:: EXERCISE GOAL ::
Where a line below holds the string "ValidationError", count it; then give the total without any other words.

[DATA Boundary: Start]

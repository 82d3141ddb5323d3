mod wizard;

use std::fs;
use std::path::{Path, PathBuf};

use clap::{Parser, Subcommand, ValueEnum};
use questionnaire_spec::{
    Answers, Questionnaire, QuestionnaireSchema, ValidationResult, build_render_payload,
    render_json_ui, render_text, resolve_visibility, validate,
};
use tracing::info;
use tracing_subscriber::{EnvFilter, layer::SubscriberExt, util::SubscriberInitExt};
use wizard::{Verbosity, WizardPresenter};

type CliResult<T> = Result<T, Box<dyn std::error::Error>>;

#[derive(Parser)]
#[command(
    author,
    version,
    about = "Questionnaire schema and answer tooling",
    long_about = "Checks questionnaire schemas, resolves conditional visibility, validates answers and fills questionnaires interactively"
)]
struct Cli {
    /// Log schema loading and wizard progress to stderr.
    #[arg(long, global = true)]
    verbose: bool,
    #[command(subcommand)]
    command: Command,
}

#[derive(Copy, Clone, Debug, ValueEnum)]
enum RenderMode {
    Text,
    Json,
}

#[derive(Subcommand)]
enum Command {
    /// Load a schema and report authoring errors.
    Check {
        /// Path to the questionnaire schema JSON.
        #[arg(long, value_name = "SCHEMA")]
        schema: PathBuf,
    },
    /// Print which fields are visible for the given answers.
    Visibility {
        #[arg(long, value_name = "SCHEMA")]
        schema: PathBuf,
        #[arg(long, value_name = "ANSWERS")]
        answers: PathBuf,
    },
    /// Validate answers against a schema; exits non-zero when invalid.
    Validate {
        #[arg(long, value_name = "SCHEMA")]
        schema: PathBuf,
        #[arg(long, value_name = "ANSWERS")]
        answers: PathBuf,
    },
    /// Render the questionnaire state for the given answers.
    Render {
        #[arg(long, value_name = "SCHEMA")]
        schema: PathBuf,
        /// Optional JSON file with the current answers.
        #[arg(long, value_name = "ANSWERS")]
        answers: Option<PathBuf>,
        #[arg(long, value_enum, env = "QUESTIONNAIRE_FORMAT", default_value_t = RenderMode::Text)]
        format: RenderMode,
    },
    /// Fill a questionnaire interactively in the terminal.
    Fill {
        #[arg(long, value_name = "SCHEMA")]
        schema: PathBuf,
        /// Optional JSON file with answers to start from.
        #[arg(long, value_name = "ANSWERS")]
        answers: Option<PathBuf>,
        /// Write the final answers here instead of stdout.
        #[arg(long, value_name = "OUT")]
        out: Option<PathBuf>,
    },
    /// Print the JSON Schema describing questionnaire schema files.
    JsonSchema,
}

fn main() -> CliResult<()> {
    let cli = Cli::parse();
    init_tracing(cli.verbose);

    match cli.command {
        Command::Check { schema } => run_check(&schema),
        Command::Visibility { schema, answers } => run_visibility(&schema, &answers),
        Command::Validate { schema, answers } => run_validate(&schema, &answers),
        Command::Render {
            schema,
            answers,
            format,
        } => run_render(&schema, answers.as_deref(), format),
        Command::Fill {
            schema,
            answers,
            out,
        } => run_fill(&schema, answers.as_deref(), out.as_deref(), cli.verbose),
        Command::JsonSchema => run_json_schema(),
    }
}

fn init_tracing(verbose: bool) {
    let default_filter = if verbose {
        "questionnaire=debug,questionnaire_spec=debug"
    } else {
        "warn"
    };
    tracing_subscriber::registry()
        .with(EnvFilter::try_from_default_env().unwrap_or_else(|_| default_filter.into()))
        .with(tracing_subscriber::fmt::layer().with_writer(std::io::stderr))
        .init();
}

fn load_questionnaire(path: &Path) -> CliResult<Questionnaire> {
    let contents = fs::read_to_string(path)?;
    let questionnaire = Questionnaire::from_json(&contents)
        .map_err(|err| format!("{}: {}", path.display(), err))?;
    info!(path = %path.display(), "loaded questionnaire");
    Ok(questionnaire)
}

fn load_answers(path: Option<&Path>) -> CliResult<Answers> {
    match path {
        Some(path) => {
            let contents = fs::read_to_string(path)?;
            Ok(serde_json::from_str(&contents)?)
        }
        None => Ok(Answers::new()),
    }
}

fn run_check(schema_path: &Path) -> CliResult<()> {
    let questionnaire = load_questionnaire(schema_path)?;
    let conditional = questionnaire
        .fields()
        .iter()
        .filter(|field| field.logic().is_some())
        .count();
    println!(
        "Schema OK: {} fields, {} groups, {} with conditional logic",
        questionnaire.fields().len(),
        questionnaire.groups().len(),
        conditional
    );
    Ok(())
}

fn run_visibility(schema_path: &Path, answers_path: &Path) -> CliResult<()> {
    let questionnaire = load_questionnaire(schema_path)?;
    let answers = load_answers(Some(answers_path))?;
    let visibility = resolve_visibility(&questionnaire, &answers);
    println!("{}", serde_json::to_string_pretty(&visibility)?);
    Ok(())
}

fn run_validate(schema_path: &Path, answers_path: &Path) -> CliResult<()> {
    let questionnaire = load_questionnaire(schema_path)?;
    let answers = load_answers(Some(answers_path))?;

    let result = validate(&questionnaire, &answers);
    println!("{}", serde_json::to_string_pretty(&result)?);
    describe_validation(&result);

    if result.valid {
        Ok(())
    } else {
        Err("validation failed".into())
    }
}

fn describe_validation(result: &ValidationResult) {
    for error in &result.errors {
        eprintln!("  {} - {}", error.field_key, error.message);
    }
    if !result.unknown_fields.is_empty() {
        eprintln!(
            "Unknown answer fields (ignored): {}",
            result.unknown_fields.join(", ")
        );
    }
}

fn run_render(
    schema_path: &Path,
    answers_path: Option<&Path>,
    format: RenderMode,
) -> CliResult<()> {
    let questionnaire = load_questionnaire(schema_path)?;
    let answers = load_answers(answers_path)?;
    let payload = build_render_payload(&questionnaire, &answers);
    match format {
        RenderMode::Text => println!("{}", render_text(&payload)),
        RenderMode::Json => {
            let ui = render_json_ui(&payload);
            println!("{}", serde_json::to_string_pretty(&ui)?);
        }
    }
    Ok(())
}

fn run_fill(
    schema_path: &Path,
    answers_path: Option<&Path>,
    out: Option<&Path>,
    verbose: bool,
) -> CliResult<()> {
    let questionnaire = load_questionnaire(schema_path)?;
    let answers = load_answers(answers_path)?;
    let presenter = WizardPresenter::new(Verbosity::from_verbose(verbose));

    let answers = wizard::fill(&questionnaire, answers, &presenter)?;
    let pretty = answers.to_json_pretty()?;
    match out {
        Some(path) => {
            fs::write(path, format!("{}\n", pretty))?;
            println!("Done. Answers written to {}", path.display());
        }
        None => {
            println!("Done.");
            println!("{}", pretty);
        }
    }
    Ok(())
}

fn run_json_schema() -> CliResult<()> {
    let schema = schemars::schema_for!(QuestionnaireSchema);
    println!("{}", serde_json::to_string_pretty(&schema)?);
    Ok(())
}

[DATA Boundary: End]
[DATA Boundary: Start]

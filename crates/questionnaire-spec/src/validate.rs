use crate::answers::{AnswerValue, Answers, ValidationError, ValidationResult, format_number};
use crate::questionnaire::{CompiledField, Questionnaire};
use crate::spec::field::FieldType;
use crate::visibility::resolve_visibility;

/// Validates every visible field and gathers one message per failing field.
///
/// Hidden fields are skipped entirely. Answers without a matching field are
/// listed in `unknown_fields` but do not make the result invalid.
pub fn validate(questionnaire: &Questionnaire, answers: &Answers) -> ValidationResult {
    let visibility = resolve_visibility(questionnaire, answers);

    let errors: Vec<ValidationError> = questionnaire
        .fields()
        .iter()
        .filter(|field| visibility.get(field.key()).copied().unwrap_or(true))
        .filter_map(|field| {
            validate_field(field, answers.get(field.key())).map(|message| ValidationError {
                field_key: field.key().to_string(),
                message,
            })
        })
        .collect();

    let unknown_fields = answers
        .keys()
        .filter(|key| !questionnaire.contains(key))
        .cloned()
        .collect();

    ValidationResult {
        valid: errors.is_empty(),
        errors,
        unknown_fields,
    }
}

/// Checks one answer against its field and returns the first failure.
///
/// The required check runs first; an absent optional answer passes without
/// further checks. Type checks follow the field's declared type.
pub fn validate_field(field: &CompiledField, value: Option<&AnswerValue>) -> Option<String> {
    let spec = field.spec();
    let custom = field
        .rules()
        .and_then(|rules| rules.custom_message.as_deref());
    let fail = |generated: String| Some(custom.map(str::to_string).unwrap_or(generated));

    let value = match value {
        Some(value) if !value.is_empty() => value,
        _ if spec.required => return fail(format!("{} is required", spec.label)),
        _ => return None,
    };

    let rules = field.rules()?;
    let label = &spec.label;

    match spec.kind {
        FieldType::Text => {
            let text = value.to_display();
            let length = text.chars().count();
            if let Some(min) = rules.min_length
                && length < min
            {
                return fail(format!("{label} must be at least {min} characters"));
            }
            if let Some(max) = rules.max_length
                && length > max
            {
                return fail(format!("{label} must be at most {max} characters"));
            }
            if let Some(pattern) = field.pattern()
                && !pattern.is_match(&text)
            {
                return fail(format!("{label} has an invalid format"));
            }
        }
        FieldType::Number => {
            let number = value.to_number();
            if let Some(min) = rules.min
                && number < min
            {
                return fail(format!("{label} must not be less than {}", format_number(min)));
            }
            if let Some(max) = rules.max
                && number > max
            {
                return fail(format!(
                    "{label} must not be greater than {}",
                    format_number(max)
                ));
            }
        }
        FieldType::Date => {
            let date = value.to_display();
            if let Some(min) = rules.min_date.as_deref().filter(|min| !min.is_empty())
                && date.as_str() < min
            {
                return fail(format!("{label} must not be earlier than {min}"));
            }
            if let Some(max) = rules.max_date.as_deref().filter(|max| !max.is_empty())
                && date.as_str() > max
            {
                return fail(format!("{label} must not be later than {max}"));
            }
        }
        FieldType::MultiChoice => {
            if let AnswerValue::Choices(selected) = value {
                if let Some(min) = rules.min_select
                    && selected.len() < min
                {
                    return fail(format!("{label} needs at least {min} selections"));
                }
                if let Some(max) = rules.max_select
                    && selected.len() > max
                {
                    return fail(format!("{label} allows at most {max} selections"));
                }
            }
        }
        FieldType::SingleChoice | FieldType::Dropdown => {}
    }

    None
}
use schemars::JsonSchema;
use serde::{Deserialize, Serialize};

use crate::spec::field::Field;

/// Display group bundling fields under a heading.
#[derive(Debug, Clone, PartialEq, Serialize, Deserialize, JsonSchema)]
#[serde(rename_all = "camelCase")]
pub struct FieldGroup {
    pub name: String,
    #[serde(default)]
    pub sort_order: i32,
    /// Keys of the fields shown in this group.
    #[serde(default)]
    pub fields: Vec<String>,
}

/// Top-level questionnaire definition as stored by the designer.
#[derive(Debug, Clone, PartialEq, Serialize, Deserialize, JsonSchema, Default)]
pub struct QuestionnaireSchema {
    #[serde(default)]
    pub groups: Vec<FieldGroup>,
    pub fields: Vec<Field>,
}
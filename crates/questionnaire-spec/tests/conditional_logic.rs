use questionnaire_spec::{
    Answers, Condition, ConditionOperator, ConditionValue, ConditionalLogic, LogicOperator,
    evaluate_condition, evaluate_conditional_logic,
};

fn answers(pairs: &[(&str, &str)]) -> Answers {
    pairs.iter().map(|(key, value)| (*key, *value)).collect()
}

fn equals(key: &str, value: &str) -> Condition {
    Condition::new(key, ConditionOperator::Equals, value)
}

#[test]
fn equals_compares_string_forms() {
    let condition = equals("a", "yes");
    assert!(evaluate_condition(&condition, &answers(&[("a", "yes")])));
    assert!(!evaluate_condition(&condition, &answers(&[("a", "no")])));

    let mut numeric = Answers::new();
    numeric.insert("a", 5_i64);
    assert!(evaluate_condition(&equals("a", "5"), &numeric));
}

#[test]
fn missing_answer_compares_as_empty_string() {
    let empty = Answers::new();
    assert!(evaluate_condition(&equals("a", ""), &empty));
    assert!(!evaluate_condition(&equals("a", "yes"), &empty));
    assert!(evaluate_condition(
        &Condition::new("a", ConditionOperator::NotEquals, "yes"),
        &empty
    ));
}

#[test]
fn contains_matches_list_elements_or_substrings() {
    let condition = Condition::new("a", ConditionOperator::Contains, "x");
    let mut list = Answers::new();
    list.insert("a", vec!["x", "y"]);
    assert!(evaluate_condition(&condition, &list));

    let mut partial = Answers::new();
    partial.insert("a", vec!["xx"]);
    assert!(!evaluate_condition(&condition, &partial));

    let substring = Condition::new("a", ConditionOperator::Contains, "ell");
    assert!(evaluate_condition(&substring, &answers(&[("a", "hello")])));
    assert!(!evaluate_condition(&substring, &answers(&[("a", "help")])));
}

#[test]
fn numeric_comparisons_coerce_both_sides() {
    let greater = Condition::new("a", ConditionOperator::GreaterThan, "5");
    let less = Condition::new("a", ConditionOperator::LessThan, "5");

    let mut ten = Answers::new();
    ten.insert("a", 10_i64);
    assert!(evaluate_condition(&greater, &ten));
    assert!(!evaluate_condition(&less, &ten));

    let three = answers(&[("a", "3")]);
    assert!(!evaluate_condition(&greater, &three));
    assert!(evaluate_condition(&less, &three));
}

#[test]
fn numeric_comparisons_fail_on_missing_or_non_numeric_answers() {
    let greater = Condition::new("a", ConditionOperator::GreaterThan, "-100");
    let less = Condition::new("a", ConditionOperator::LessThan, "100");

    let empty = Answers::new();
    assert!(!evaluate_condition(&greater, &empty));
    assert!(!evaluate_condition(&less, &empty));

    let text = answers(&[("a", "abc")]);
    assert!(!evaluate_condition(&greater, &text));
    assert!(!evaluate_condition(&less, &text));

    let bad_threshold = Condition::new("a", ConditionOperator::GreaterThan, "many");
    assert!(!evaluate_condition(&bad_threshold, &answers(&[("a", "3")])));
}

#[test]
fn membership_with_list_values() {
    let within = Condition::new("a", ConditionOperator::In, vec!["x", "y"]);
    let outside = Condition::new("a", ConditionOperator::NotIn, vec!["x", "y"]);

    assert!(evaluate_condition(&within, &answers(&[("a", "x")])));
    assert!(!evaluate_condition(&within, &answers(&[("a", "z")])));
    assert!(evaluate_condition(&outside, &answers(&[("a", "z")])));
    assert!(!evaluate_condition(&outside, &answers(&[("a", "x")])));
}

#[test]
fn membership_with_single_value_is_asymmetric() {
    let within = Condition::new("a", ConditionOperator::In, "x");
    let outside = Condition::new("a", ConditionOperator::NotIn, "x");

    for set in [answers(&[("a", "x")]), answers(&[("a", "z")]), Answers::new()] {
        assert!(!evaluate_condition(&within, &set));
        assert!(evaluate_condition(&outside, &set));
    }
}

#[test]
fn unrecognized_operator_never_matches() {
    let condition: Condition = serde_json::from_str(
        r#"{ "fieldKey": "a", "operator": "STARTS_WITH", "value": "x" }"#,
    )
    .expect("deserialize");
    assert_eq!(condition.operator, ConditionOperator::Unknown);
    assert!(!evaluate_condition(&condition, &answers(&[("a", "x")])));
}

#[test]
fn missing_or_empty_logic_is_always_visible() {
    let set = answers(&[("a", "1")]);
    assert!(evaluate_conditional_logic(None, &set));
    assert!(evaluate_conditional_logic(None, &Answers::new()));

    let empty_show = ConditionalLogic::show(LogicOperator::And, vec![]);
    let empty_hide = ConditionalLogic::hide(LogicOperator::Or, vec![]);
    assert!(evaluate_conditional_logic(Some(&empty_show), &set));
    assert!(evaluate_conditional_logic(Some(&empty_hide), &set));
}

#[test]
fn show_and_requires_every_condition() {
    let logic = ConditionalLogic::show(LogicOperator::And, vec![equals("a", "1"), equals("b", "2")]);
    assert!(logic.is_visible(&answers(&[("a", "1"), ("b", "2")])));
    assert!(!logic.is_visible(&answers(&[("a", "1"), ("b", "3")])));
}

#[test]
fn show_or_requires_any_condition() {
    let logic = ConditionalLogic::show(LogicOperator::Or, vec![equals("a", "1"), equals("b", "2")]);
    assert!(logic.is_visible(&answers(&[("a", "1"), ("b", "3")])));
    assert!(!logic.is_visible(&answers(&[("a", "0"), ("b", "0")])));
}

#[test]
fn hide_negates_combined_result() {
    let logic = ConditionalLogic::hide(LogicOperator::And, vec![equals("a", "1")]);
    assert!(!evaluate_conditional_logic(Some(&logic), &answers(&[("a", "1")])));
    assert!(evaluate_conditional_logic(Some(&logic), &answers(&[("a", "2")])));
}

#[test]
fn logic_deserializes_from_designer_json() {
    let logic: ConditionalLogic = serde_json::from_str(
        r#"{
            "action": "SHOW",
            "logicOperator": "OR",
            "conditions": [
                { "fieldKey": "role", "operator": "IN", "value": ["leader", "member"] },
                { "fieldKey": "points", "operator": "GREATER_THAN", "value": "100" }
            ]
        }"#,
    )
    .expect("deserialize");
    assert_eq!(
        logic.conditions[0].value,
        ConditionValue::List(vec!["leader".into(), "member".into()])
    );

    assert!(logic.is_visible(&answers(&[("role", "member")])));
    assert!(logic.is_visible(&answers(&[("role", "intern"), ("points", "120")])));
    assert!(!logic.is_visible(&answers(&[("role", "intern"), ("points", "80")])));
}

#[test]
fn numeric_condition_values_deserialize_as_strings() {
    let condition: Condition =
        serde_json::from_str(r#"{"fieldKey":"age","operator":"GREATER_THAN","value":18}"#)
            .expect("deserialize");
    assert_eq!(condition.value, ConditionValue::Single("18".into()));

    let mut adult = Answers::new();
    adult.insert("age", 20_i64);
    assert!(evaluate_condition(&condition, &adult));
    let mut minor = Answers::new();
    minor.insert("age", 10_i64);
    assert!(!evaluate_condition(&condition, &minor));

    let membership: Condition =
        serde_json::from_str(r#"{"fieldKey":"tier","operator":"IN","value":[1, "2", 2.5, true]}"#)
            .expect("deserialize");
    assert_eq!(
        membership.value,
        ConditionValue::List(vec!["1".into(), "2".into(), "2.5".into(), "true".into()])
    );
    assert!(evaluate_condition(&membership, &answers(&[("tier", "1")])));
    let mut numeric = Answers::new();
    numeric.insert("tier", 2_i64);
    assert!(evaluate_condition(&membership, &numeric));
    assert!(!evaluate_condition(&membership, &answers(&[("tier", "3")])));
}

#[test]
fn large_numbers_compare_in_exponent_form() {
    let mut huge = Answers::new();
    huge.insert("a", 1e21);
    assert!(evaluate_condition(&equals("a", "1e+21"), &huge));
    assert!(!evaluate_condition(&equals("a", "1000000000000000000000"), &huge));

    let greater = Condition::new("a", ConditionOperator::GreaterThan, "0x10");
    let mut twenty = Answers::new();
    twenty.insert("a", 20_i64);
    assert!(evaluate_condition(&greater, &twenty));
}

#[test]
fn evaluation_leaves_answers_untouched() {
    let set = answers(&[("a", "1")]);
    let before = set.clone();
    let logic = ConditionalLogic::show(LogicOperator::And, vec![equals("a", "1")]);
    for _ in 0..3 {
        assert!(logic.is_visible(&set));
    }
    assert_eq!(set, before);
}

[DATA Boundary: End]

:: YOUR RESPONSE ::
3